**** Dataset extract ****

use chrono::{DateTime, Utc};
use serde::{Deserialize, Serialize};

use super::{Claim, claim_types, expiration_from_lifetime};

/// How an access token is represented to the client
#[derive(Debug, Clone, Copy, Default, PartialEq, Eq, Serialize, Deserialize)]
#[serde(rename_all = "snake_case")]
pub enum AccessTokenType {
    /// Self-contained signed JWT
    #[default]
    Jwt,
    /// Opaque handle backed by the reference token store
    Reference,
}

/// Description of a minted access token
///
/// Also the payload of the reference token store.
#[derive(Debug, Clone, PartialEq, Eq, Serialize, Deserialize)]
pub struct Token {
    pub token_type: String,
    pub creation_time: DateTime<Utc>,
    /// Lifetime in seconds
    pub lifetime: u64,
    pub issuer: String,
    #[serde(default)]
    pub audiences: Vec<String>,
    pub client_id: String,
    #[serde(default)]
    pub claims: Vec<Claim>,
    /// Serialized `cnf` claim value
    pub confirmation: Option<String>,
    #[serde(default)]
    pub access_token_type: AccessTokenType,
    #[serde(default)]
    pub allowed_signing_algorithms: Vec<String>,
    pub description: Option<String>,
    #[serde(default = "default_version")]
    pub version: u32,
}

fn default_version() -> u32 {
    1
}

impl Token {
    /// Access token description
    pub fn access_token(
        issuer: impl Into<String>,
        client_id: impl Into<String>,
        creation_time: DateTime<Utc>,
        lifetime: u64,
    ) -> Self {
        Self {
            token_type: "access_token".to_string(),
            creation_time,
            lifetime,
            issuer: issuer.into(),
            audiences: Vec::new(),
            client_id: client_id.into(),
            claims: Vec::new(),
            confirmation: None,
            access_token_type: AccessTokenType::Jwt,
            allowed_signing_algorithms: Vec::new(),
            description: None,
            version: default_version(),
        }
    }

    /// Add a claim
    pub fn with_claim(mut self, claim_type: impl Into<String>, value: impl Into<String>) -> Self {
        self.claims.push(Claim::new(claim_type, value));
        self
    }

    fn find_first(&self, claim_type: &str) -> Option<&str> {
        self.claims
            .iter()
            .find(|claim| claim.claim_type == claim_type)
            .map(|claim| claim.value.as_str())
    }

    /// Subject identifier, if the token was issued for a user
    pub fn subject_id(&self) -> Option<&str> {
        self.find_first(claim_types::SUBJECT)
    }

    /// Session identifier
    pub fn session_id(&self) -> Option<&str> {
        self.find_first(claim_types::SESSION_ID)
    }

    /// Granted scopes
    pub fn scopes(&self) -> Vec<&str> {
        self.claims
            .iter()
            .filter(|claim| claim.claim_type == claim_types::SCOPE)
            .map(|claim| claim.value.as_str())
            .collect()
    }

    /// Absolute expiration
    pub fn expiration(&self) -> Option<DateTime<Utc>> {
        expiration_from_lifetime(self.creation_time, self.lifetime)
    }
}
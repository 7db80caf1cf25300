use async_trait::async_trait;
use tokio_util::sync::CancellationToken;

use super::{GrantValidator, TokenRequest, ValidatedTokenRequest, ValidationError};
use crate::client::{OFFLINE_ACCESS_SCOPE, grant_types};
use crate::errors::GrantFailure;

/// `client_credentials` grant; tokens carry no subject
#[derive(Debug, Default, Clone, Copy)]
pub struct ClientCredentialsValidator;

#[async_trait]
impl GrantValidator for ClientCredentialsValidator {
    fn grant_type(&self) -> &str {
        grant_types::CLIENT_CREDENTIALS
    }

    async fn validate(
        &self,
        request: &TokenRequest,
        validated: &mut ValidatedTokenRequest,
        _cancel: &CancellationToken,
    ) -> Result<(), ValidationError> {
        let client = &request.client;

        if request.scopes.iter().any(|s| s == OFFLINE_ACCESS_SCOPE) {
            return Err(GrantFailure::scope("offline_access is not allowed for client credentials").into());
        }

        let scopes = if request.scopes.is_empty() {
            client
                .allowed_scopes
                .iter()
                .filter(|s| *s != OFFLINE_ACCESS_SCOPE)
                .cloned()
                .collect()
        } else if client.allows_scopes(&request.scopes) {
            request.scopes.clone()
        } else {
            return Err(GrantFailure::scope("requested scope is not allowed for this client").into());
        };

        if scopes.is_empty() {
            return Err(GrantFailure::scope("no scopes available for this client").into());
        }

        validated.subject = None;
        validated.scopes = scopes;
        Ok(())
    }
}
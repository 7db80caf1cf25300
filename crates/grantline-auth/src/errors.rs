//! Error types for grant validation and token services
//!
//! Two families:
//!
//! - [`GrantFailure`] - a business-rule rejection. Always reported inside a
//!   result and mapped to an outward [`OAuthErrorCode`].
//! - [`AuthError`] - the storage backend, the replay cache or a collaborator
//!   failed. Returned as `Err` and never converted into `invalid_grant`.

use std::fmt;
use std::path::PathBuf;

use grantline_dpop::DpopError;
use grantline_store::StoreError;
use serde::{Deserialize, Serialize};
use thiserror::Error;

/// Outward OAuth 2.0 token endpoint error codes
#[derive(Debug, Clone, Copy, PartialEq, Eq, Hash, Serialize, Deserialize)]
#[serde(rename_all = "snake_case")]
pub enum OAuthErrorCode {
    InvalidRequest,
    InvalidClient,
    InvalidGrant,
    UnauthorizedClient,
    UnsupportedGrantType,
    UnsupportedTokenType,
    InvalidScope,
    InvalidTarget,
    InvalidDpopProof,
    AuthorizationPending,
    SlowDown,
    AccessDenied,
    ExpiredToken,
}

impl OAuthErrorCode {
    pub fn as_str(self) -> &'static str {
        match self {
            Self::InvalidRequest => "invalid_request",
            Self::InvalidClient => "invalid_client",
            Self::InvalidGrant => "invalid_grant",
            Self::UnauthorizedClient => "unauthorized_client",
            Self::UnsupportedGrantType => "unsupported_grant_type",
            Self::UnsupportedTokenType => "unsupported_token_type",
            Self::InvalidScope => "invalid_scope",
            Self::InvalidTarget => "invalid_target",
            Self::InvalidDpopProof => "invalid_dpop_proof",
            Self::AuthorizationPending => "authorization_pending",
            Self::SlowDown => "slow_down",
            Self::AccessDenied => "access_denied",
            Self::ExpiredToken => "expired_token",
        }
    }
}

impl fmt::Display for OAuthErrorCode {
    fn fmt(&self, f: &mut fmt::Formatter<'_>) -> fmt::Result {
        f.write_str(self.as_str())
    }
}

/// A rejected token or grant request
///
/// The `Display` text is the internal reason and belongs in logs only. Use
/// [`GrantFailure::error_description`] for anything sent to the client.
#[derive(Debug, Clone, Error, PartialEq, Eq)]
pub enum GrantFailure {
    /// Required parameter missing or unusable
    #[error("Malformed request: {reason}")]
    MalformedInput { reason: String },

    /// Client is disabled
    #[error("Client is disabled")]
    ClientDisabled,

    /// Grant type not allowed for this client
    #[error("Grant type not allowed for client: {grant_type}")]
    UnauthorizedGrantType { grant_type: String },

    /// No validator registered for the grant type
    #[error("Unsupported grant type: {grant_type}")]
    UnsupportedGrantType { grant_type: String },

    #[error("Unsupported token type hint: {hint}")]
    UnsupportedTokenType { hint: String },

    #[error("Grant not found")]
    GrantNotFound,

    #[error("Grant expired or consumed")]
    GrantExpiredOrConsumed,

    #[error("Grant was issued to a different client")]
    ClientMismatch,

    #[error("Subject is not active")]
    SubjectInactive,

    /// The user session backing the grant is gone or expired
    #[error("User session is no longer valid")]
    SessionInactive,

    /// A consumed one-time refresh token was presented again
    #[error("Refresh token reuse detected")]
    ReuseDetected,

    /// Grant-specific rule (redirect URI, PKCE, DPoP binding, ...)
    #[error("Policy violation: {reason}")]
    PolicyViolation { reason: String },

    #[error("Invalid scope: {reason}")]
    InvalidScope { reason: String },

    #[error("Resource indicator not allowed: {resource}")]
    InvalidTarget { resource: String },

    /// DPoP proof rejected or missing
    #[error("Invalid DPoP proof: {reason}")]
    InvalidDpopProof {
        reason: String,
        /// Fresh nonce for the `DPoP-Nonce` response header
        server_nonce: Option<String>,
    },

    #[error("Authorization pending")]
    AuthorizationPending,

    #[error("Polling too fast")]
    SlowDown,

    #[error("User denied the request")]
    AccessDenied,

    #[error("Device or backchannel request expired")]
    ExpiredToken,

    /// Rejection raised by an extension grant validator
    #[error("{code}: {}", .description.as_deref().unwrap_or("extension grant rejected"))]
    Extension {
        code: OAuthErrorCode,
        description: Option<String>,
    },
}

impl GrantFailure {
    pub(crate) fn malformed(reason: impl Into<String>) -> Self {
        Self::MalformedInput { reason: reason.into() }
    }

    pub(crate) fn policy(reason: impl Into<String>) -> Self {
        Self::PolicyViolation { reason: reason.into() }
    }

    pub(crate) fn scope(reason: impl Into<String>) -> Self {
        Self::InvalidScope { reason: reason.into() }
    }

    pub(crate) fn dpop(reason: impl Into<String>) -> Self {
        Self::InvalidDpopProof {
            reason: reason.into(),
            server_nonce: None,
        }
    }

    /// Outward OAuth error code
    pub fn error_code(&self) -> OAuthErrorCode {
        match self {
            Self::MalformedInput { .. } => OAuthErrorCode::InvalidRequest,
            Self::ClientDisabled => OAuthErrorCode::InvalidClient,
            Self::UnauthorizedGrantType { .. } => OAuthErrorCode::UnauthorizedClient,
            Self::UnsupportedGrantType { .. } => OAuthErrorCode::UnsupportedGrantType,
            Self::UnsupportedTokenType { .. } => OAuthErrorCode::UnsupportedTokenType,
            Self::GrantNotFound
            | Self::GrantExpiredOrConsumed
            | Self::ClientMismatch
            | Self::SubjectInactive
            | Self::SessionInactive
            | Self::ReuseDetected
            | Self::PolicyViolation { .. } => OAuthErrorCode::InvalidGrant,
            Self::InvalidScope { .. } => OAuthErrorCode::InvalidScope,
            Self::InvalidTarget { .. } => OAuthErrorCode::InvalidTarget,
            Self::InvalidDpopProof { .. } => OAuthErrorCode::InvalidDpopProof,
            Self::AuthorizationPending => OAuthErrorCode::AuthorizationPending,
            Self::SlowDown => OAuthErrorCode::SlowDown,
            Self::AccessDenied => OAuthErrorCode::AccessDenied,
            Self::ExpiredToken => OAuthErrorCode::ExpiredToken,
            Self::Extension { code, .. } => *code,
        }
    }

    /// Description safe to return to the client
    ///
    /// `invalid_grant` and `invalid_dpop_proof` never carry one, so callers
    /// cannot tell which check failed.
    pub fn error_description(&self) -> Option<String> {
        match self {
            Self::MalformedInput { reason } => Some(reason.clone()),
            Self::InvalidScope { reason } => Some(reason.clone()),
            Self::UnsupportedGrantType { .. }
            | Self::UnauthorizedGrantType { .. }
            | Self::UnsupportedTokenType { .. }
            | Self::InvalidTarget { .. } => Some(self.to_string()),
            Self::Extension { description, .. } => description.clone(),
            _ => None,
        }
    }

    /// Nonce to surface in `DPoP-Nonce`, if any
    pub fn server_nonce(&self) -> Option<&str> {
        match self {
            Self::InvalidDpopProof { server_nonce, .. } => server_nonce.as_deref(),
            _ => None,
        }
    }

    /// Get error category for metrics and logging
    pub fn category(&self) -> &'static str {
        match self {
            Self::MalformedInput { .. } => "malformed_input",
            Self::ClientDisabled | Self::UnauthorizedGrantType { .. } => "client",
            Self::UnsupportedGrantType { .. } | Self::UnsupportedTokenType { .. } => "unsupported",
            Self::GrantNotFound => "grant_not_found",
            Self::GrantExpiredOrConsumed => "grant_expired_or_consumed",
            Self::ClientMismatch => "client_mismatch",
            Self::SubjectInactive | Self::SessionInactive => "subject_inactive",
            Self::ReuseDetected => "reuse_detected",
            Self::PolicyViolation { .. } | Self::InvalidDpopProof { .. } => "policy_violation",
            Self::InvalidScope { .. } | Self::InvalidTarget { .. } => "scope",
            Self::AuthorizationPending | Self::SlowDown | Self::AccessDenied | Self::ExpiredToken => {
                "polling"
            }
            Self::Extension { .. } => "extension",
        }
    }
}

/// Infrastructure failure surfaced by the token services
#[derive(Debug, Error)]
pub enum AuthError {
    /// Persisted grant, session or replay backend failed
    #[error("Storage failure: {0}")]
    Store(#[from] StoreError),

    /// DPoP infrastructure (replay cache, nonce sealing) failed
    #[error("DPoP infrastructure failure: {0}")]
    Dpop(DpopError),

    /// A collaborator (profile service, notifier, ...) failed
    #[error("{service} failed: {reason}")]
    Collaborator { service: &'static str, reason: String },
}

impl AuthError {
    pub fn collaborator(service: &'static str, reason: impl Into<String>) -> Self {
        Self::Collaborator {
            service,
            reason: reason.into(),
        }
    }

    pub fn is_cancelled(&self) -> bool {
        matches!(self, Self::Store(StoreError::Cancelled))
            || matches!(self, Self::Dpop(DpopError::Storage(StoreError::Cancelled)))
    }
}

impl From<DpopError> for AuthError {
    fn from(error: DpopError) -> Self {
        match error {
            DpopError::Storage(store) => Self::Store(store),
            other => Self::Dpop(other),
        }
    }
}

/// Configuration loading errors
#[derive(Debug, Error)]
pub enum ConfigError {
    /// Config file not found
    #[error("Configuration file not found: {0}")]
    FileNotFound(PathBuf),

    /// Unsupported file format
    #[error("Unsupported configuration file format. Use .toml, .yaml, .yml, or .json")]
    UnsupportedFormat,

    /// Configuration parsing error
    #[error("Failed to parse configuration: {0}")]
    ParseError(#[from] config::ConfigError),

    /// Values parsed but violate a constraint
    #[error("Invalid configuration: {0}")]
    Invalid(String),
}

****

Your answer should be the lines above from the one containing "fn default_version() ->" through the one containing "issued for a user", copied exactly and with both ends kept.

Exercise solution:
fn default_version() -> u32 {
    1
}

impl Token {
    /// Access token description
    pub fn access_token(
        issuer: impl Into<String>,
        client_id: impl Into<String>,
        creation_time: DateTime<Utc>,
        lifetime: u64,
    ) -> Self {
        Self {
            token_type: "access_token".to_string(),
            creation_time,
            lifetime,
            issuer: issuer.into(),
            audiences: Vec::new(),
            client_id: client_id.into(),
            claims: Vec::new(),
            confirmation: None,
            access_token_type: AccessTokenType::Jwt,
            allowed_signing_algorithms: Vec::new(),
            description: None,
            version: default_version(),
        }
    }

    /// Add a claim
    pub fn with_claim(mut self, claim_type: impl Into<String>, value: impl Into<String>) -> Self {
        self.claims.push(Claim::new(claim_type, value));
        self
    }

    fn find_first(&self, claim_type: &str) -> Option<&str> {
        self.claims
            .iter()
            .find(|claim| claim.claim_type == claim_type)
            .map(|claim| claim.value.as_str())
    }

    /// Subject identifier, if the token was issued for a user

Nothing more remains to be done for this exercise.